** WHAT THIS TASK INVOLVES **
Your answer should consist of every line from the records that holds the string "StoreToServer".

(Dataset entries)
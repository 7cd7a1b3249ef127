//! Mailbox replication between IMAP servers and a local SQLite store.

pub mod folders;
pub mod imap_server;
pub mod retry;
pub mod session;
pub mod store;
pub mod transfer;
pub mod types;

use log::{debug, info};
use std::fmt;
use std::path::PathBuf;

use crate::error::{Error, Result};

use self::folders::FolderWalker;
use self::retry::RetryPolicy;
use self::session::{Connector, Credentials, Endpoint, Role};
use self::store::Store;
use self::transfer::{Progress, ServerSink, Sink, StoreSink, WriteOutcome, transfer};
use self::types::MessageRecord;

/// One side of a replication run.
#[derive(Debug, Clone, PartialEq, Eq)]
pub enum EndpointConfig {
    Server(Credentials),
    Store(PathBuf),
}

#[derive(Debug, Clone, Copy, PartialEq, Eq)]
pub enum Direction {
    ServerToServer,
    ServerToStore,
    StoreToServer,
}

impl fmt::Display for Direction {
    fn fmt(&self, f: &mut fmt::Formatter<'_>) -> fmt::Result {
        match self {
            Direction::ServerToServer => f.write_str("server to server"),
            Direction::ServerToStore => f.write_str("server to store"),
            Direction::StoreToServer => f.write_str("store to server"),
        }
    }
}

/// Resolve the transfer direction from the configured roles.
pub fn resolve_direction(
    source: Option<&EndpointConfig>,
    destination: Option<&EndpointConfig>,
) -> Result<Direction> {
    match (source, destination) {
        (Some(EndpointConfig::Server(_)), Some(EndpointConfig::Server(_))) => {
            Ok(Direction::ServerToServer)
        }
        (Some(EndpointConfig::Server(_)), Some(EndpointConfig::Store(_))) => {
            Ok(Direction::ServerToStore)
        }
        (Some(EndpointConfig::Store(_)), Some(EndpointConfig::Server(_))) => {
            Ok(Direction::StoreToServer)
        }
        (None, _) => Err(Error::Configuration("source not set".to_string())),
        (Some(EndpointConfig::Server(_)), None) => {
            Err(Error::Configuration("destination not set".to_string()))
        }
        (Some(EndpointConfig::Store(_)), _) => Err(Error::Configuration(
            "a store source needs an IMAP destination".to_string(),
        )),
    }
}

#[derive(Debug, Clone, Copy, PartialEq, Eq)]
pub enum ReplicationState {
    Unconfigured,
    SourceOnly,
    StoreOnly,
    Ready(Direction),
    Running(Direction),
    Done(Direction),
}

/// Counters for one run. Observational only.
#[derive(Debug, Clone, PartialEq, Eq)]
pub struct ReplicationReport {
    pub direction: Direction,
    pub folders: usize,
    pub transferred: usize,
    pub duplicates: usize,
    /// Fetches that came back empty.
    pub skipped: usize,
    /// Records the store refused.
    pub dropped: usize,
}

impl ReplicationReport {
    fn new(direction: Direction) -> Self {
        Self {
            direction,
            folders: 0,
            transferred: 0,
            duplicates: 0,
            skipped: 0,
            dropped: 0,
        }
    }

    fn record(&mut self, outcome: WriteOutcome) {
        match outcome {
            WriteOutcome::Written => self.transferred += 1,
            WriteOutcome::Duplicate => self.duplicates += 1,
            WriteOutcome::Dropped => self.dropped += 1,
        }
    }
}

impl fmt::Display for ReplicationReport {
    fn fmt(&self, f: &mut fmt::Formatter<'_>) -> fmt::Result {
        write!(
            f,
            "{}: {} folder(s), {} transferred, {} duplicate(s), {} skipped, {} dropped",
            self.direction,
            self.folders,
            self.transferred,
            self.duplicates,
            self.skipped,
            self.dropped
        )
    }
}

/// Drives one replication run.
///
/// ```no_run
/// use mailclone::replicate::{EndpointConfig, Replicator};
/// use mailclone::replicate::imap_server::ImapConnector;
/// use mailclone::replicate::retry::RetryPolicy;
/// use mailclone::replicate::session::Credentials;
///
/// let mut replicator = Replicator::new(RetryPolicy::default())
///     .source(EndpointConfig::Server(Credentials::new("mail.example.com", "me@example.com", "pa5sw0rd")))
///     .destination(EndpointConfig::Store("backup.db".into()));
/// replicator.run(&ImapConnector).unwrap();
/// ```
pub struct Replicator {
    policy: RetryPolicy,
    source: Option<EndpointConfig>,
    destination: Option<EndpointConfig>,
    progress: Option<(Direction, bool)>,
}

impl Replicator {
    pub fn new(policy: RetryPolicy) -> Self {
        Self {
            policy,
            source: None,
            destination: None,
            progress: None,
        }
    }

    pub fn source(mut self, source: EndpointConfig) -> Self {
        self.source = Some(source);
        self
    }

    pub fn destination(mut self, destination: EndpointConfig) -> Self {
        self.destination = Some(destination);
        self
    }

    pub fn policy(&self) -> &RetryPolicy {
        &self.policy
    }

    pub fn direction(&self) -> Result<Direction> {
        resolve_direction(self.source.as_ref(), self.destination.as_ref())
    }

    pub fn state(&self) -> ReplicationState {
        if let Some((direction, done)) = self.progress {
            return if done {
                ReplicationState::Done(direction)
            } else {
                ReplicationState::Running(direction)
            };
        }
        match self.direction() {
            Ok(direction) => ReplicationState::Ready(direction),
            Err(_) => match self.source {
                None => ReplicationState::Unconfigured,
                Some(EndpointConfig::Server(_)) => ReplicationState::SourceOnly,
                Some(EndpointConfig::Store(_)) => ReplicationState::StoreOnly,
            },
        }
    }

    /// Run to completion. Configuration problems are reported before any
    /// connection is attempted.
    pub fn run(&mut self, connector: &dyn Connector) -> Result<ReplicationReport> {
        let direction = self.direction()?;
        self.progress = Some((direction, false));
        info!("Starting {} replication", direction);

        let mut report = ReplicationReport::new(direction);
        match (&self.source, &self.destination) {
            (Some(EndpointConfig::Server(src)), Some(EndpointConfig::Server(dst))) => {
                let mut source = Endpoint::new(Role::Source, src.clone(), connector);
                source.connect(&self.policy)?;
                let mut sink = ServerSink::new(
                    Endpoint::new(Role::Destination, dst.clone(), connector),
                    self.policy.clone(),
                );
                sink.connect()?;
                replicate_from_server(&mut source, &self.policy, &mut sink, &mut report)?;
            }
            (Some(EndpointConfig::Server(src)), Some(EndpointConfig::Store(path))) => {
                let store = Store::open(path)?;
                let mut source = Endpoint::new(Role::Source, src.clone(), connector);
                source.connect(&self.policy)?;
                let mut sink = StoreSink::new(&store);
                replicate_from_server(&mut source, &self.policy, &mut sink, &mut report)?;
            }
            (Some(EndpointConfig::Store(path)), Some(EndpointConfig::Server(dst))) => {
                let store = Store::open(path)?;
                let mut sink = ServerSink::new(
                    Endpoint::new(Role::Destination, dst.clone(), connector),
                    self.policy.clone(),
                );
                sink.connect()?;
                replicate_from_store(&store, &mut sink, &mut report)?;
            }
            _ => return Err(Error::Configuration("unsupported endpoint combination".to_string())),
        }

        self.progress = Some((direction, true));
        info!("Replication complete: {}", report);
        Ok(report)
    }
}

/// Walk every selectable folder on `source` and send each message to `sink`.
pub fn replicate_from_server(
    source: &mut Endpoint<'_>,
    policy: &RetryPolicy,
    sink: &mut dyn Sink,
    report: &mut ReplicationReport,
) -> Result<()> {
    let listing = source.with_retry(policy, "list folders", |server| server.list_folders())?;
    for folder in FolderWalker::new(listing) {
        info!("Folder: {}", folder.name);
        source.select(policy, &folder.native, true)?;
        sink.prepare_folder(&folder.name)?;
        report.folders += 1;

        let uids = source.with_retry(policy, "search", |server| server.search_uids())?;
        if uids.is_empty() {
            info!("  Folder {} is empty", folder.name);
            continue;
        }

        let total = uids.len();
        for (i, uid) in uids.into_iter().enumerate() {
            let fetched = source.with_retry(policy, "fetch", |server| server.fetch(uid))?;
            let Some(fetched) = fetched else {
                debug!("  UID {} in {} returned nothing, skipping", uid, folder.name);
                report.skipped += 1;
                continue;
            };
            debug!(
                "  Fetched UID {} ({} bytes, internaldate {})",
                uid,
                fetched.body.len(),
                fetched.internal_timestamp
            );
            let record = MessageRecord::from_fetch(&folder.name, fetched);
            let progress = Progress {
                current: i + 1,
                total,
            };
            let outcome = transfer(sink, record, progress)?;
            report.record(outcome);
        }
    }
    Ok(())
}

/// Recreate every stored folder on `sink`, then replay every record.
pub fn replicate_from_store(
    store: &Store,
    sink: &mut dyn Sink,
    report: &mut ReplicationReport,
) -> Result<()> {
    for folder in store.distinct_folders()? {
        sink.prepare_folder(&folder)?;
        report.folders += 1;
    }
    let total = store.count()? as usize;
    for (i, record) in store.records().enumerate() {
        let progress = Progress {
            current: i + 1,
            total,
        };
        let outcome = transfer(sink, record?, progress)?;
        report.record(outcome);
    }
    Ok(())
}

** FINISHED TASK **
    StoreToServer,
            Direction::StoreToServer => f.write_str("store to server"),
            Ok(Direction::StoreToServer)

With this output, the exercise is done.